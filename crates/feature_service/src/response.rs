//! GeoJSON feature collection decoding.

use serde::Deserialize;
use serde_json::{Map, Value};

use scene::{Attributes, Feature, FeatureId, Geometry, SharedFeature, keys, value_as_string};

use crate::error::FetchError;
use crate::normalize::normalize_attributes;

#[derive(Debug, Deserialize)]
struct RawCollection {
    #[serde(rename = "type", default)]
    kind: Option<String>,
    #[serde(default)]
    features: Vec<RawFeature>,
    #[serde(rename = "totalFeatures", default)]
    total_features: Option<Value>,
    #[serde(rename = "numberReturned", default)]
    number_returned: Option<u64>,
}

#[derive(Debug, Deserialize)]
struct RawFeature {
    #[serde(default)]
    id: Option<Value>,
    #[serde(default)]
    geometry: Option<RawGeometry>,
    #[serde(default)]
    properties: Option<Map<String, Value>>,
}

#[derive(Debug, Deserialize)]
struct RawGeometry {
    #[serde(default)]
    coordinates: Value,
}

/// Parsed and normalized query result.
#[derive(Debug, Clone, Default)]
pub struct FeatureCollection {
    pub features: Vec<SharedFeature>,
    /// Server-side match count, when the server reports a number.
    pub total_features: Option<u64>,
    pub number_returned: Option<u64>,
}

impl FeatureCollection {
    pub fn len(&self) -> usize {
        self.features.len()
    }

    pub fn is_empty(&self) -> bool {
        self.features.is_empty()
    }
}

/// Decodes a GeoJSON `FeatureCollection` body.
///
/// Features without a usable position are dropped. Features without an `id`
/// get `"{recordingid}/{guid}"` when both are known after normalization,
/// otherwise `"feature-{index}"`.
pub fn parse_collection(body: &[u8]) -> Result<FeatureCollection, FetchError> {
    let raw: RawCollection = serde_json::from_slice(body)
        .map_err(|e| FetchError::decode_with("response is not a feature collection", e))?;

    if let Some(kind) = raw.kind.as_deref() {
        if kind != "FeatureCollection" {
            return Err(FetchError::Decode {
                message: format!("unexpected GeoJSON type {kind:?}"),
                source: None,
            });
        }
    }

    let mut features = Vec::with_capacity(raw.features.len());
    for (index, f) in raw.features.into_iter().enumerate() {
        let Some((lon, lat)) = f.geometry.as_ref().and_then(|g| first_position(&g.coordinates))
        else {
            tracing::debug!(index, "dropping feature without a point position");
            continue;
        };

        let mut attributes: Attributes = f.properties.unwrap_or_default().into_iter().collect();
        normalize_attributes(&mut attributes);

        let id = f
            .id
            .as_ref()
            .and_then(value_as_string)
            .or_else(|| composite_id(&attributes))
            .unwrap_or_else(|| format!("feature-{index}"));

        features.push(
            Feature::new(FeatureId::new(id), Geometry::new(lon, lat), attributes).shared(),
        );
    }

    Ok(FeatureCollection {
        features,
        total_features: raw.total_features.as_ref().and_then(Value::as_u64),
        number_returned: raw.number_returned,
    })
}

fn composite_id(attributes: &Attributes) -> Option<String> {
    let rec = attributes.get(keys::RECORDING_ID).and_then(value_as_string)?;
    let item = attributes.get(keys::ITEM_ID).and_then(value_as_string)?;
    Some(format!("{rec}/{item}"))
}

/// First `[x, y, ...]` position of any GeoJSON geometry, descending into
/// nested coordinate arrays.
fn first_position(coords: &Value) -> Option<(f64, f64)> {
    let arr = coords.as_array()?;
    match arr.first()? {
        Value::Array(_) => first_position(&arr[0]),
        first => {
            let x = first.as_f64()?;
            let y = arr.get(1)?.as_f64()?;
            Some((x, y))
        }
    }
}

+++

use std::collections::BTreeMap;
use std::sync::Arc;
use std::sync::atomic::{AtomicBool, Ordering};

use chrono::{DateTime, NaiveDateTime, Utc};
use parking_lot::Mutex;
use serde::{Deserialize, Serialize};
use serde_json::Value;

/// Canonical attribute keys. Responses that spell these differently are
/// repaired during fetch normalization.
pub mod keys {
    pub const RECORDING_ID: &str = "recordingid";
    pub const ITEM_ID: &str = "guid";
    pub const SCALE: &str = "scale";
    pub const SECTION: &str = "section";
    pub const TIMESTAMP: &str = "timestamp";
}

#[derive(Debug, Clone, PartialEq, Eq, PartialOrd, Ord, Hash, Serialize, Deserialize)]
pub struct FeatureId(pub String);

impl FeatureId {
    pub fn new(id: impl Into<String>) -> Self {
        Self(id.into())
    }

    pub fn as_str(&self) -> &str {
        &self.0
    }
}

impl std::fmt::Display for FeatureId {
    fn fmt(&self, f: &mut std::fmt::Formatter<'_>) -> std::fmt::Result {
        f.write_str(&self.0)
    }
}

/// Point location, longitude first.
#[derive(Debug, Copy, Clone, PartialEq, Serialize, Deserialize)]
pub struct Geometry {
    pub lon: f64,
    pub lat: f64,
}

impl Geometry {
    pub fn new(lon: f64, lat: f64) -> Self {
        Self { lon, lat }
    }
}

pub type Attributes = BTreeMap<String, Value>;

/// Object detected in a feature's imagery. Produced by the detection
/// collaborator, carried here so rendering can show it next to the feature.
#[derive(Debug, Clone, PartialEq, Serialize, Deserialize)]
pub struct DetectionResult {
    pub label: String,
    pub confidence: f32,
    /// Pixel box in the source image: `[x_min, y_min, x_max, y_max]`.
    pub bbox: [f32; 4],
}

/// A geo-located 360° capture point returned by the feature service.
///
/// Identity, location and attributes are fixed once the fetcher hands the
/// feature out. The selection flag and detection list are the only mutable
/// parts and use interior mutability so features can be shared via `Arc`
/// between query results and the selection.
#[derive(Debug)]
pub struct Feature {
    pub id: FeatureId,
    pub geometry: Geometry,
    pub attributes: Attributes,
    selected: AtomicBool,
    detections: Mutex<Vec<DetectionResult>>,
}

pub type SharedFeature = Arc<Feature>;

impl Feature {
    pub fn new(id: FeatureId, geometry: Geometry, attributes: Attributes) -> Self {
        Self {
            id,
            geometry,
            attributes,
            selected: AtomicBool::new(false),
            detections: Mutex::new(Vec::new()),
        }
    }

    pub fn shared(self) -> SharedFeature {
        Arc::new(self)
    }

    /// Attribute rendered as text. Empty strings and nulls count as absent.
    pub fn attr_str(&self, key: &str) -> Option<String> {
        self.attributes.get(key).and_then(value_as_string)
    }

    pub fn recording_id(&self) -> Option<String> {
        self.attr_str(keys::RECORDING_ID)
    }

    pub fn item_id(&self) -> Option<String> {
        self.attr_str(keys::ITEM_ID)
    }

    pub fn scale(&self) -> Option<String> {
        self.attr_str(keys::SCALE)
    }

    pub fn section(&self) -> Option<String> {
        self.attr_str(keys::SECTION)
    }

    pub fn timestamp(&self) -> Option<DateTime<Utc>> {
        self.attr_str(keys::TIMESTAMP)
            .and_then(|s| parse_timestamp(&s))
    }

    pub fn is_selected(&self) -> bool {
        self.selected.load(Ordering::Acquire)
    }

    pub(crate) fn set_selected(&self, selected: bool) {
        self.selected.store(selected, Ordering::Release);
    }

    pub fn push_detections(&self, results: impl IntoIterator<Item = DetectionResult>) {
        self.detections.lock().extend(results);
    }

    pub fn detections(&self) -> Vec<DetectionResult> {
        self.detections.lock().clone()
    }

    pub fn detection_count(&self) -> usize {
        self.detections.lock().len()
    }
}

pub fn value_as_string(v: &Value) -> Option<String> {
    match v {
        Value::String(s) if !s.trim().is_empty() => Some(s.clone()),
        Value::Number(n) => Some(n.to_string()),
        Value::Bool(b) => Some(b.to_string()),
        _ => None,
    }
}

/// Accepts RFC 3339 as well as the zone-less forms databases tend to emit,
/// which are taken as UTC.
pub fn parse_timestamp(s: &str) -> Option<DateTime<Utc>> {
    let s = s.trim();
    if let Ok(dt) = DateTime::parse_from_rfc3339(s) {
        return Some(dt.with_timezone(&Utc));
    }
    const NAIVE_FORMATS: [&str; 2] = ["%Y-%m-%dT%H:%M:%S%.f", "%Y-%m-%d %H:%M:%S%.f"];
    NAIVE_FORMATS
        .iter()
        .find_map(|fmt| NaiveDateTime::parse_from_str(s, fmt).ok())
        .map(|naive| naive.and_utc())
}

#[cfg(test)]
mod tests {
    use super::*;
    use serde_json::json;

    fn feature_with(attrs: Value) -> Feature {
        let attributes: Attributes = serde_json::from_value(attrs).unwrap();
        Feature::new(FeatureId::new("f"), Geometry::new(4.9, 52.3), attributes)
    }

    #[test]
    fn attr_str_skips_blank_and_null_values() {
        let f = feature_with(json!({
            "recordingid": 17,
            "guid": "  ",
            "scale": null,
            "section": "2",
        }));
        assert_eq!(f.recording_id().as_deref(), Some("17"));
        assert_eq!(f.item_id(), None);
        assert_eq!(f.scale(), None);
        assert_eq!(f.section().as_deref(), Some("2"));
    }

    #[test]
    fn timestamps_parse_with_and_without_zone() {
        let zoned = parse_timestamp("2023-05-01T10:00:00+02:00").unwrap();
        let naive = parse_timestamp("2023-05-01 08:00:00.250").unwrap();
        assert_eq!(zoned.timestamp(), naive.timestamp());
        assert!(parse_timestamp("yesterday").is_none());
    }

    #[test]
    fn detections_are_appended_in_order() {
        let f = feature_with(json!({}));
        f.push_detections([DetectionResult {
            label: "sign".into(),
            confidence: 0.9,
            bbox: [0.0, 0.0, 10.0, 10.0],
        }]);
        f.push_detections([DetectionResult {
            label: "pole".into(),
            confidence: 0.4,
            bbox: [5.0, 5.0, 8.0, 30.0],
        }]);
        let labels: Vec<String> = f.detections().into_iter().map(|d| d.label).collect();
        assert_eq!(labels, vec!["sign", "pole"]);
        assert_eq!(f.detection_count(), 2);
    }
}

+++

▸ **EXERCISE AIM**:
What you give back should be exactly the lines of the data above from the line with "filename crates/feature_service/src/response.rs" through the line with "without a usable", both of those included, and nothing more.

▸ **SOLUTION FOR THIS TASK**:
filename crates/feature_service/src/response.rs
//! GeoJSON feature collection decoding.

use serde::Deserialize;
use serde_json::{Map, Value};

use scene::{Attributes, Feature, FeatureId, Geometry, SharedFeature, keys, value_as_string};

use crate::error::FetchError;
use crate::normalize::normalize_attributes;

#[derive(Debug, Deserialize)]
struct RawCollection {
    #[serde(rename = "type", default)]
    kind: Option<String>,
    #[serde(default)]
    features: Vec<RawFeature>,
    #[serde(rename = "totalFeatures", default)]
    total_features: Option<Value>,
    #[serde(rename = "numberReturned", default)]
    number_returned: Option<u64>,
}

#[derive(Debug, Deserialize)]
struct RawFeature {
    #[serde(default)]
    id: Option<Value>,
    #[serde(default)]
    geometry: Option<RawGeometry>,
    #[serde(default)]
    properties: Option<Map<String, Value>>,
}

#[derive(Debug, Deserialize)]
struct RawGeometry {
    #[serde(default)]
    coordinates: Value,
}

/// Parsed and normalized query result.
#[derive(Debug, Clone, Default)]
pub struct FeatureCollection {
    pub features: Vec<SharedFeature>,
    /// Server-side match count, when the server reports a number.
    pub total_features: Option<u64>,
    pub number_returned: Option<u64>,
}

impl FeatureCollection {
    pub fn len(&self) -> usize {
        self.features.len()
    }

    pub fn is_empty(&self) -> bool {
        self.features.is_empty()
    }
}

/// Decodes a GeoJSON `FeatureCollection` body.
///
/// Features without a usable position are dropped. Features without an `id`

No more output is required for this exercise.